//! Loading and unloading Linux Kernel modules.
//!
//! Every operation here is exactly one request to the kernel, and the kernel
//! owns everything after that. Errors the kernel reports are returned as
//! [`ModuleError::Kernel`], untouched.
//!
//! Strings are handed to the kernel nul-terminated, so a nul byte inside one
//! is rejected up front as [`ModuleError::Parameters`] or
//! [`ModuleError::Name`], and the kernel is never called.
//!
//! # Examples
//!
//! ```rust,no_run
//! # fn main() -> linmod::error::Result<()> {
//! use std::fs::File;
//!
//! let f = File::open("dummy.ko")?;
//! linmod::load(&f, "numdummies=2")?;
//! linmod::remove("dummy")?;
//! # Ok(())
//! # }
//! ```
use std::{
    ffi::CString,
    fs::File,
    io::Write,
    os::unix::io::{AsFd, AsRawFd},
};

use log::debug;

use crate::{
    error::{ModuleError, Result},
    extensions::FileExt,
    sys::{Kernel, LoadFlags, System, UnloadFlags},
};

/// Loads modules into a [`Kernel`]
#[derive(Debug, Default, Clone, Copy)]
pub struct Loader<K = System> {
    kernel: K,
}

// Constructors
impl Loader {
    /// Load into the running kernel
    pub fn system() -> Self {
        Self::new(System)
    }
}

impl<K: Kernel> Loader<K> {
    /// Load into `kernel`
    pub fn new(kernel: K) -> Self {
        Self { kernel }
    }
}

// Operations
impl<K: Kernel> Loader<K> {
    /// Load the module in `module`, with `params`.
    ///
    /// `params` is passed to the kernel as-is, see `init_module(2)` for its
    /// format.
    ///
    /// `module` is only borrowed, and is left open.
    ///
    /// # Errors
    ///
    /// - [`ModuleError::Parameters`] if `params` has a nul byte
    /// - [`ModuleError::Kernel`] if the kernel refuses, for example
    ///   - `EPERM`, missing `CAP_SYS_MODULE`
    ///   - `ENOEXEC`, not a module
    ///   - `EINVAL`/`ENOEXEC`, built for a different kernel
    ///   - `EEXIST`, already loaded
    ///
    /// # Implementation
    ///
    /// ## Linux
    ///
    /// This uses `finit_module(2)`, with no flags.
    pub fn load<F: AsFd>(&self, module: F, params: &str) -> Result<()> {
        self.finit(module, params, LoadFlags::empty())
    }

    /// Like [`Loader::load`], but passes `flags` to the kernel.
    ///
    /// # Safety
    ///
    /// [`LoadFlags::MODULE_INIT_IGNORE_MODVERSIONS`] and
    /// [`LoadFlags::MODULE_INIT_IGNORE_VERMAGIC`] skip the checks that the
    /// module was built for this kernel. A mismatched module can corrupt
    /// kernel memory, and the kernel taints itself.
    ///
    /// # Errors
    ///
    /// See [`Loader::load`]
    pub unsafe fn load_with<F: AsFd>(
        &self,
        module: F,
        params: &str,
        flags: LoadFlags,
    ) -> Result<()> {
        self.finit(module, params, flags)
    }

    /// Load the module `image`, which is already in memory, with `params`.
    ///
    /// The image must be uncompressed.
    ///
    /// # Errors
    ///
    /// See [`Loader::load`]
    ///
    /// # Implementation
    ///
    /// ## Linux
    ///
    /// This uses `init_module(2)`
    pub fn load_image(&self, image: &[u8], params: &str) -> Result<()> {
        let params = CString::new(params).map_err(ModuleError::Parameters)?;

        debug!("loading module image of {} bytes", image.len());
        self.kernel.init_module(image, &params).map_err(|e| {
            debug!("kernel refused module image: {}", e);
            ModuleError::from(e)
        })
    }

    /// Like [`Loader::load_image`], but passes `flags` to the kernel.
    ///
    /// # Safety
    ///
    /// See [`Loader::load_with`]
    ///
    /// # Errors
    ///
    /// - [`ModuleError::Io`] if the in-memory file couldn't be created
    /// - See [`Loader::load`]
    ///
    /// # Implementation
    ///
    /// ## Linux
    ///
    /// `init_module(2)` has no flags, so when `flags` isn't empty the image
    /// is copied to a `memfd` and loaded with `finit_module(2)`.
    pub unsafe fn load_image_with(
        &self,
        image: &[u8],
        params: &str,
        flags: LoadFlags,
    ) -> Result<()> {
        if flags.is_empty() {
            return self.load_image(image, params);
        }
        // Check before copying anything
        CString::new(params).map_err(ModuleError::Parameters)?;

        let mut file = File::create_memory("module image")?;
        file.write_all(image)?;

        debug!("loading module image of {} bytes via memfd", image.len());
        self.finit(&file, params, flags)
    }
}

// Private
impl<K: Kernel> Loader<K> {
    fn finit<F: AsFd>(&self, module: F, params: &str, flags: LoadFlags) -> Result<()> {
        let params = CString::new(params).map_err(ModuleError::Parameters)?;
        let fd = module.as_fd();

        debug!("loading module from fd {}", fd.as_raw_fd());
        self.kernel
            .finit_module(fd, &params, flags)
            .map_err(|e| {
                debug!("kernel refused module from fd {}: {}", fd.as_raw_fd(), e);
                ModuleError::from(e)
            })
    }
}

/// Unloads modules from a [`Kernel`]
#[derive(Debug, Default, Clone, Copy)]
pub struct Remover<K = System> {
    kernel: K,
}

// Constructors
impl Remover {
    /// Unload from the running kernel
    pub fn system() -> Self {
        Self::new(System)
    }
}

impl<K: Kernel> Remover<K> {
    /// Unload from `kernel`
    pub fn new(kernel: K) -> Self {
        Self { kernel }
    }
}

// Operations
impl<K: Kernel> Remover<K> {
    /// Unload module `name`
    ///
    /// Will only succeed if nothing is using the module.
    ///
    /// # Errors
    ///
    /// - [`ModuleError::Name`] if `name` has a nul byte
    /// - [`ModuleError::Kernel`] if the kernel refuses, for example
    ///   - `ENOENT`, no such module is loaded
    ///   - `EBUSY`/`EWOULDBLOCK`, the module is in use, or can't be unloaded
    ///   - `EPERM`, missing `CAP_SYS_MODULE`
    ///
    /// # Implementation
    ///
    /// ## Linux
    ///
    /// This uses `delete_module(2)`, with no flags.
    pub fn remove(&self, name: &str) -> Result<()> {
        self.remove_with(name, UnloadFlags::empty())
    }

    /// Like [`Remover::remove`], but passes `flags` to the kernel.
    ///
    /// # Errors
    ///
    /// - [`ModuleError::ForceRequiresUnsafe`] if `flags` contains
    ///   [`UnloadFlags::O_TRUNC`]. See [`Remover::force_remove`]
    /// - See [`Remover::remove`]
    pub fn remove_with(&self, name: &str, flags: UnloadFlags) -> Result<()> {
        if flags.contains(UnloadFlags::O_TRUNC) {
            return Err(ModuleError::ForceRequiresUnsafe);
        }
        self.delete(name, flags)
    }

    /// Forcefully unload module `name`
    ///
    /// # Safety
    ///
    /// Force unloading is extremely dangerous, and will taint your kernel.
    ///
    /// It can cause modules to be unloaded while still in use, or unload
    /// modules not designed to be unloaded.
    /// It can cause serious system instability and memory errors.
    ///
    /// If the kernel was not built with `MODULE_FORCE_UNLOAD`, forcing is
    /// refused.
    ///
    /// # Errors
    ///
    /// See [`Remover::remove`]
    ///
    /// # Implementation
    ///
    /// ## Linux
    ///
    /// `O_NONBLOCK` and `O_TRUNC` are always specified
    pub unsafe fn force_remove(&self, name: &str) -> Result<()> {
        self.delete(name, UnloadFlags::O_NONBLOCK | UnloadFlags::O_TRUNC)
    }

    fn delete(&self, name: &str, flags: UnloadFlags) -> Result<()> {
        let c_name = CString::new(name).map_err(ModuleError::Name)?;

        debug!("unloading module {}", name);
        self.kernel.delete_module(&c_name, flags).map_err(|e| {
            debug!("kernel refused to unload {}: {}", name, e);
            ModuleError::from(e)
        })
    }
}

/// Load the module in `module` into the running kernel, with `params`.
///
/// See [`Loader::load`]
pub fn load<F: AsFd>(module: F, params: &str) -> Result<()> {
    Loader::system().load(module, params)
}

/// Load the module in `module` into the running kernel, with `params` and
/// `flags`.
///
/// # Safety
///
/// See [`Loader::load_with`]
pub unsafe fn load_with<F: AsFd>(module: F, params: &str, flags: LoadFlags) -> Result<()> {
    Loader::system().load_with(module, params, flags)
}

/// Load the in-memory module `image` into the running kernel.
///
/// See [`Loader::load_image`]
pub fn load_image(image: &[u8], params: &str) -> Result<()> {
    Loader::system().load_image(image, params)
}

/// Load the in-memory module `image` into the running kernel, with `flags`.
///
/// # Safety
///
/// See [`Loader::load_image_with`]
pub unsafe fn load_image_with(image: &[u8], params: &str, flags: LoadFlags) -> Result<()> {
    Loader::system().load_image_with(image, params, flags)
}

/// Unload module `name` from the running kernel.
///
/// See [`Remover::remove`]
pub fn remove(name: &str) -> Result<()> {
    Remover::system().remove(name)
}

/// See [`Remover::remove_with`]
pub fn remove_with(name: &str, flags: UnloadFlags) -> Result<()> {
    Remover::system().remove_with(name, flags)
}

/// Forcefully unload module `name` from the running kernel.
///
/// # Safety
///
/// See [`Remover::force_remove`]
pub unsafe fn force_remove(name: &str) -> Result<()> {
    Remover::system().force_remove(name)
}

------------------------------------------------

→ TO DO
Lines with "passes": find them in the data and copy each one.

→ EXERCISE SOLUTION
    /// Like [`Loader::load`], but passes `flags` to the kernel.
    /// Like [`Loader::load_image`], but passes `flags` to the kernel.
    /// Like [`Remover::remove`], but passes `flags` to the kernel.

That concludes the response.